[Task description]
Using the records that follow, copy every line containing the word "pooling".

[Data excerpts]
§ §

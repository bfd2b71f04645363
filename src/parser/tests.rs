//! Unit tests for the parser module.
//!
//! This module contains tests for:
//! - The operator table and its binding-power invariants
//! - The token cursor
//! - Tree shapes for precedence and associativity
//! - Error kinds and offsets
//! - Agreement between all parse strategies

use pretty_assertions::assert_eq;
use proptest::prelude::*;

use super::{
    cursor::TokenCursor,
    iterative::{IterativeParser, ParseState},
    lookups::{
        Arity, OperatorTable, MAX_BINDING_POWER, MIN_BINDING_POWER, OPERATOR_TABLE,
        PAREN_BINDING_POWER, PRIMARY_BINDING_POWER, STACK_BASE_BINDING_POWER,
    },
    parser::{engine_by_name, parse, ParseEngine, PARSERS},
    recursive::RecursiveParser,
    shunting_yard::ShuntingYardParser,
};
use crate::{
    ast::ast::Expr,
    drive_parse,
    errors::errors::ErrorImpl,
    lexer::lexer::tokenize,
    visitors::printer::to_sexpr,
    Position,
};

fn sexpr(engine: &dyn ParseEngine, source: &str) -> String {
    match drive_parse(source, engine) {
        Ok(tree) => to_sexpr(&tree),
        Err(error) => panic!("{} failed on {:?}: {}", engine.name(), source, error),
    }
}

fn assert_parses_to(source: &str, expected: &str) {
    for engine in PARSERS {
        assert_eq!(sexpr(engine, source), expected, "{} on {:?}", engine.name(), source);
    }
}

fn assert_fails_with(source: &str, kind: ErrorImpl, position: Option<usize>) {
    for engine in PARSERS {
        let error = match drive_parse(source, engine) {
            Ok(tree) => panic!("{} accepted {:?} as {:?}", engine.name(), source, tree),
            Err(error) => error,
        };
        assert_eq!(error.get_kind(), &kind, "{} on {:?}", engine.name(), source);
        assert_eq!(
            error.get_position(),
            position.map(Position).as_ref(),
            "{} on {:?}",
            engine.name(),
            source
        );
    }
}

// Operator table

#[test]
fn test_binding_powers_are_dense() {
    let mut used = vec![false; (MAX_BINDING_POWER + 1) as usize];
    let entries = OPERATOR_TABLE
        .get_binary_lookup()
        .values()
        .chain(OPERATOR_TABLE.get_prefix_lookup().values());

    for entry in entries {
        for bp in [entry.left_binding_power, entry.right_binding_power] {
            assert!((MIN_BINDING_POWER..=MAX_BINDING_POWER).contains(&bp), "{}", entry.symbol);
            used[bp as usize] = true;
        }
    }

    for bp in MIN_BINDING_POWER..=MAX_BINDING_POWER {
        assert!(used[bp as usize], "binding power {} is unused", bp);
    }
}

#[test]
fn test_sentinels_lie_outside_operator_range() {
    assert!(STACK_BASE_BINDING_POWER < PAREN_BINDING_POWER);
    assert!(PAREN_BINDING_POWER < MIN_BINDING_POWER);
    assert!(PRIMARY_BINDING_POWER > MAX_BINDING_POWER);
}

#[test]
fn test_associativity_invariants() {
    for entry in OPERATOR_TABLE.get_binary_lookup().values() {
        if entry.symbol == "**" {
            assert!(entry.is_right_associative());
        } else {
            assert_eq!(
                entry.right_binding_power,
                entry.left_binding_power + 1,
                "{} should be left associative",
                entry.symbol
            );
        }
    }

    for entry in OPERATOR_TABLE.get_prefix_lookup().values() {
        assert!(entry.is_right_associative(), "{}", entry.symbol);
    }
}

#[test]
fn test_lookup_distinguishes_arity() {
    let binary = OPERATOR_TABLE.lookup("-", Arity::Binary).unwrap();
    let prefix = OPERATOR_TABLE.lookup("-", Arity::Prefix).unwrap();

    assert_eq!(binary.arity(), Arity::Binary);
    assert_eq!(prefix.arity(), Arity::Prefix);
    assert!(prefix.right_binding_power > binary.left_binding_power);

    assert!(OPERATOR_TABLE.lookup("~", Arity::Binary).is_none());
    assert!(OPERATOR_TABLE.lookup("&", Arity::Prefix).is_none());
    assert!(OPERATOR_TABLE.lookup("!", Arity::Binary).is_none());
}

#[test]
fn test_symbols_longest_first() {
    let symbols = OPERATOR_TABLE.symbols();

    assert_eq!(symbols.len(), 12);
    assert_eq!(&symbols[..3], &["**", "<<", ">>"]);
    assert!(symbols.iter().skip(3).all(|symbol| symbol.len() == 1));
}

#[test]
fn test_custom_table() {
    fn first(left: i64, _right: i64) -> Result<i64, ErrorImpl> {
        Ok(left)
    }

    // `+` binds tighter than `*` in this table
    let mut table = OperatorTable::new();
    table.led("*", 1, 2, first);
    table.led("+", 3, 4, first);

    let tokens = tokenize("1 * 2 + 3").unwrap();
    for engine in PARSERS {
        let tree = engine.parse_tokens(TokenCursor::new(tokens.clone()), &table).unwrap();
        assert_eq!(to_sexpr(&tree), "(* 1 (+ 2 3))", "{}", engine.name());
    }
}

// Token cursor

#[test]
fn test_cursor_peek_does_not_consume() {
    let mut cursor = TokenCursor::new(tokenize("1 +").unwrap());

    assert_eq!(cursor.peek().map(|token| token.value.as_str()), Some("1"));
    assert_eq!(cursor.peek().map(|token| token.value.as_str()), Some("1"));
    assert_eq!(cursor.get_position(), Some(Position(0)));

    assert_eq!(cursor.advance().map(|token| token.value), Some("1".to_string()));
    assert_eq!(cursor.get_position(), Some(Position(2)));
    assert!(cursor.has_tokens());
}

#[test]
fn test_cursor_past_end() {
    let mut cursor = TokenCursor::new(tokenize("7").unwrap());

    assert!(cursor.advance().is_some());
    assert!(!cursor.has_tokens());
    assert!(cursor.peek().is_none());
    assert!(cursor.advance().is_none());
    assert!(cursor.advance().is_none());
    assert_eq!(cursor.get_position(), None);
}

#[test]
fn test_cursor_iterates_remaining_tokens() {
    let mut cursor = TokenCursor::new(tokenize("( 1 )").unwrap());
    cursor.advance();

    let rest: Vec<String> = cursor.map(|token| token.value).collect();
    assert_eq!(rest, vec!["1", ")"]);
}

// Tree shapes

#[test]
fn test_single_literal() {
    assert_parses_to("42", "42");
    assert_parses_to("((42))", "42");
}

#[test]
fn test_right_associative_power() {
    assert_parses_to("2**3**2", "(** 2 (** 3 2))");
}

#[test]
fn test_left_associative_subtraction() {
    assert_parses_to("8-4-2", "(- (- 8 4) 2)");
    assert_parses_to("8 / 4 % 3 * 2", "(* (% (/ 8 4) 3) 2)");
}

#[test]
fn test_parentheses_override_associativity() {
    assert_parses_to("( 2   ** 3 ) ** 2", "(** (** 2 3) 2)");
    assert_parses_to("8-(4-2)", "(- 8 (- 4 2))");
}

#[test]
fn test_unary_binds_looser_than_power() {
    assert_parses_to("-2**-3", "(- (** 2 (- 3)))");
    assert_parses_to("-2*3", "(* (- 2) 3)");
    assert_parses_to("~-+1", "(~ (- (+ 1)))");
}

#[test]
fn test_precedence_levels() {
    assert_parses_to("1 | 2 ^ 3 & 4 << 5 + 6 * 7", "(| 1 (^ 2 (& 3 (<< 4 (+ 5 (* 6 7))))))");
    assert_parses_to("1 * 2 + 3 << 4 & 5 ^ 6 | 7", "(| (^ (& (<< (+ (* 1 2) 3) 4) 5) 6) 7)");
    assert_parses_to("1 >> 2 << 3", "(<< (>> 1 2) 3)");
}

#[test]
fn test_binary_minus_after_group() {
    assert_parses_to("(1)-(2)", "(- 1 2)");
    assert_parses_to("-(1)--(2)", "(- (- 1) (- 2))");
}

// Errors, each checked against every strategy

#[test]
fn test_expected_operator() {
    assert_fails_with("4 + 5 9", ErrorImpl::ExpectedOperator, Some(6));
    assert_fails_with("4 + 5 )", ErrorImpl::ExpectedOperator, Some(6));
    assert_fails_with("4 + 5 (", ErrorImpl::ExpectedOperator, Some(6));
    assert_fails_with("(1) 2", ErrorImpl::ExpectedOperator, Some(4));
}

#[test]
fn test_unexpected_end_of_input() {
    assert_fails_with("4 + 5 *", ErrorImpl::UnexpectedEndOfInput, None);
    assert_fails_with("4 + 5 - -", ErrorImpl::UnexpectedEndOfInput, None);
    assert_fails_with("4 + 5 - ~ -", ErrorImpl::UnexpectedEndOfInput, None);
    assert_fails_with("", ErrorImpl::UnexpectedEndOfInput, None);
    assert_fails_with("(", ErrorImpl::UnexpectedEndOfInput, None);
}

#[test]
fn test_expected_operator_or_right_paren() {
    assert_fails_with("(4 + 5 (", ErrorImpl::ExpectedOperatorOrRightParen, Some(7));
    assert_fails_with("(4 + 5 3", ErrorImpl::ExpectedOperatorOrRightParen, Some(7));
    assert_fails_with("((1) 2)", ErrorImpl::ExpectedOperatorOrRightParen, Some(5));
}

#[test]
fn test_unclosed_left_paren() {
    assert_fails_with("(4 + 5", ErrorImpl::UnclosedLeftParen, Some(0));
    assert_fails_with("4 + (5", ErrorImpl::UnclosedLeftParen, Some(4));
    assert_fails_with("(4 + (5", ErrorImpl::UnclosedLeftParen, Some(5));
    assert_fails_with("(4 * (5 - 3)", ErrorImpl::UnclosedLeftParen, Some(0));
}

#[test]
fn test_unexpected_right_paren() {
    assert_fails_with("4 + )5", ErrorImpl::UnexpectedRightParen, Some(4));
    assert_fails_with(")", ErrorImpl::UnexpectedRightParen, Some(0));
    assert_fails_with("()", ErrorImpl::UnexpectedRightParen, Some(1));
}

#[test]
fn test_unknown_unary_operator() {
    assert_fails_with(
        "4 + & 5",
        ErrorImpl::UnknownUnaryOperator {
            operator: "&".to_string(),
        },
        Some(4),
    );
    assert_fails_with(
        "**2",
        ErrorImpl::UnknownUnaryOperator {
            operator: "**".to_string(),
        },
        Some(0),
    );
}

#[test]
fn test_prefix_only_symbol_in_operator_position() {
    assert_fails_with("4 ~ 5", ErrorImpl::ExpectedOperator, Some(2));
    assert_fails_with("(4 ~ 5)", ErrorImpl::ExpectedOperatorOrRightParen, Some(3));
}

#[test]
fn test_number_out_of_range() {
    assert_fails_with(
        "1 + 99999999999999999999",
        ErrorImpl::NumberParseError {
            token: "99999999999999999999".to_string(),
        },
        Some(4),
    );
}

#[test]
fn test_invalid_token_reaching_engine() {
    // bypass tokenize so the engine sees the invalid token itself
    let tokens = crate::lexer::lexer::scan("1 + ?");
    for engine in PARSERS {
        let error = parse(tokens.clone(), engine).unwrap_err();
        assert_eq!(
            error.get_kind(),
            &ErrorImpl::UnrecognisedToken {
                token: "?".to_string()
            }
        );
        assert_eq!(error.get_position(), Some(&Position(4)));
    }
}

// Strategies

#[test]
fn test_engine_by_name() {
    assert_eq!(engine_by_name("recursive").map(|engine| engine.name()), Some(RecursiveParser.name()));
    assert_eq!(engine_by_name("iterative").map(|engine| engine.name()), Some(IterativeParser.name()));
    assert_eq!(
        engine_by_name("shunting-yard").map(|engine| engine.name()),
        Some(ShuntingYardParser.name())
    );
    assert!(engine_by_name("pratt").is_none());
}

#[test]
fn test_parse_state_starts_with_root_frame() {
    assert_eq!(ParseState::new().depth(), 1);
    assert_eq!(ParseState::default().depth(), 1);
}

#[test]
fn test_deep_parentheses_without_recursion() {
    let depth = 100_000;
    let source = format!("{}1{}", "(".repeat(depth), ")".repeat(depth));

    assert_eq!(drive_parse(&source, &IterativeParser), Ok(Expr::literal(1)));
    assert_eq!(drive_parse(&source, &ShuntingYardParser), Ok(Expr::literal(1)));
}

#[test]
fn test_deep_unclosed_parentheses_without_recursion() {
    let depth = 100_000;
    let source = format!("{}1{}", "(".repeat(depth), ")".repeat(depth - 1));

    for engine in [&IterativeParser as &dyn ParseEngine, &ShuntingYardParser] {
        let error = drive_parse(&source, engine).unwrap_err();
        assert_eq!(error.get_kind(), &ErrorImpl::UnclosedLeftParen);
        assert_eq!(error.get_position(), Some(&Position(0)));
    }
}

#[test]
fn test_long_right_associative_chain() {
    let length = 200_000;
    let source = vec!["1"; length].join("**");

    let iterative = drive_parse(&source, &IterativeParser).unwrap();
    let shunting_yard = drive_parse(&source, &ShuntingYardParser).unwrap();
    assert!(iterative == shunting_yard);
}

#[test]
fn test_long_left_associative_chain() {
    let length = 200_000;
    let source = vec!["1"; length].join("+");

    let mut expected = Expr::literal(1);
    for _ in 1..length {
        expected = Expr::binary("+", expected, Expr::literal(1));
    }

    for engine in [&IterativeParser as &dyn ParseEngine, &ShuntingYardParser] {
        let tree = drive_parse(&source, engine).unwrap();
        assert!(tree == expected, "{}", engine.name());
    }
}

#[test]
fn test_long_prefix_chain() {
    let length = 200_000;
    let source = format!("{}1", "-".repeat(length));

    let mut expected = Expr::literal(1);
    for _ in 0..length {
        expected = Expr::unary("-", expected);
    }

    for engine in [&IterativeParser as &dyn ParseEngine, &ShuntingYardParser] {
        let tree = drive_parse(&source, engine).unwrap();
        assert!(tree == expected, "{}", engine.name());
    }
}

#[test]
fn test_moderate_nesting_agrees_with_recursion() {
    let source = format!("{}2{}", "-(".repeat(200), ")".repeat(200));

    let expected = drive_parse(&source, &RecursiveParser).unwrap();
    for engine in PARSERS {
        assert!(drive_parse(&source, engine).unwrap() == expected, "{}", engine.name());
    }
}

const TOKEN_CHOICES: &[&str] = &[
    "1", "23", "0", "(", ")", "(", ")", "+", "-", "*", "/", "%", "**", "~", "&", "|", "^",
    "<<", ">>",
];

fn arb_token_soup() -> impl Strategy<Value = String> {
    prop::collection::vec(prop::sample::select(TOKEN_CHOICES), 0..24)
        .prop_map(|tokens| tokens.join(" "))
}

proptest! {
    #[test]
    fn strategies_agree_on_any_token_sequence(source in arb_token_soup()) {
        let expected = drive_parse(&source, &RecursiveParser);
        prop_assert_eq!(&drive_parse(&source, &IterativeParser), &expected);
        prop_assert_eq!(&drive_parse(&source, &ShuntingYardParser), &expected);
    }

    #[test]
    fn strategies_agree_on_arbitrary_text(source in "[0-9 ()+*~&|^%/<>a-]{0,20}") {
        let expected = drive_parse(&source, &RecursiveParser);
        prop_assert_eq!(&drive_parse(&source, &IterativeParser), &expected);
        prop_assert_eq!(&drive_parse(&source, &ShuntingYardParser), &expected);
    }
}
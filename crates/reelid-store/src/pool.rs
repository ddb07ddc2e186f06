//! Database connection pool management.
//!
//! This module provides connection pooling for SQLite using r2d2. It handles
//! pool initialization, connection customization, and running migrations.

use r2d2::Pool;
use r2d2_sqlite::SqliteConnectionManager;
use reelid_common::{Error, Result};

use crate::migrations;

/// Type alias for the database connection pool.
pub type DbPool = Pool<SqliteConnectionManager>;

/// Type alias for a pooled database connection.
pub type PooledConnection = r2d2::PooledConnection<SqliteConnectionManager>;

/// Initialize a new store pool with the given file path.
///
/// Creates the SQLite file if it doesn't exist, sets up pooling, and runs
/// pending migrations.
///
/// # Example
///
/// ```no_run
/// use reelid_store::pool::init_pool;
///
/// let pool = init_pool("/var/lib/reelid/cache.sqlite").unwrap();
/// let conn = pool.get().unwrap();
/// ```
pub fn init_pool(db_path: &str) -> Result<DbPool> {
    let manager = SqliteConnectionManager::file(db_path);

    let pool = Pool::builder()
        .max_size(4)
        .build(manager)
        .map_err(|e| Error::storage(format!("Failed to create connection pool: {}", e)))?;

    let conn = pool
        .get()
        .map_err(|e| Error::storage(format!("Failed to get connection for migrations: {}", e)))?;

    migrations::run_migrations(&conn)
        .map_err(|e| Error::storage(format!("Failed to run migrations: {}", e)))?;

    Ok(pool)
}

/// Initialize an in-memory store pool for testing.
///
/// The database is lost when the pool is dropped.
///
/// # Example
///
/// ```
/// use reelid_store::pool::init_memory_pool;
///
/// let pool = init_memory_pool().unwrap();
/// let conn = pool.get().unwrap();
/// ```
pub fn init_memory_pool() -> Result<DbPool> {
    let manager = SqliteConnectionManager::memory();

    // A single connection so every test handle sees the same in-memory
    // database.
    let pool = Pool::builder()
        .max_size(1)
        .build(manager)
        .map_err(|e| Error::storage(format!("Failed to create in-memory pool: {}", e)))?;

    let conn = pool
        .get()
        .map_err(|e| Error::storage(format!("Failed to get connection for migrations: {}", e)))?;

    migrations::run_migrations(&conn)
        .map_err(|e| Error::storage(format!("Failed to run migrations: {}", e)))?;

    Ok(pool)
}

/// Get a connection from the pool.
///
/// Convenience wrapper around `pool.get()` that converts the r2d2 error into
/// our common Error type.
pub fn get_conn(pool: &DbPool) -> Result<PooledConnection> {
    pool.get()
        .map_err(|e| Error::storage(format!("Failed to get connection from pool: {}", e)))
}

§ §

[Exercise solution]
//! This module provides connection pooling for SQLite using r2d2. It handles
/// Creates the SQLite file if it doesn't exist, sets up pooling, and runs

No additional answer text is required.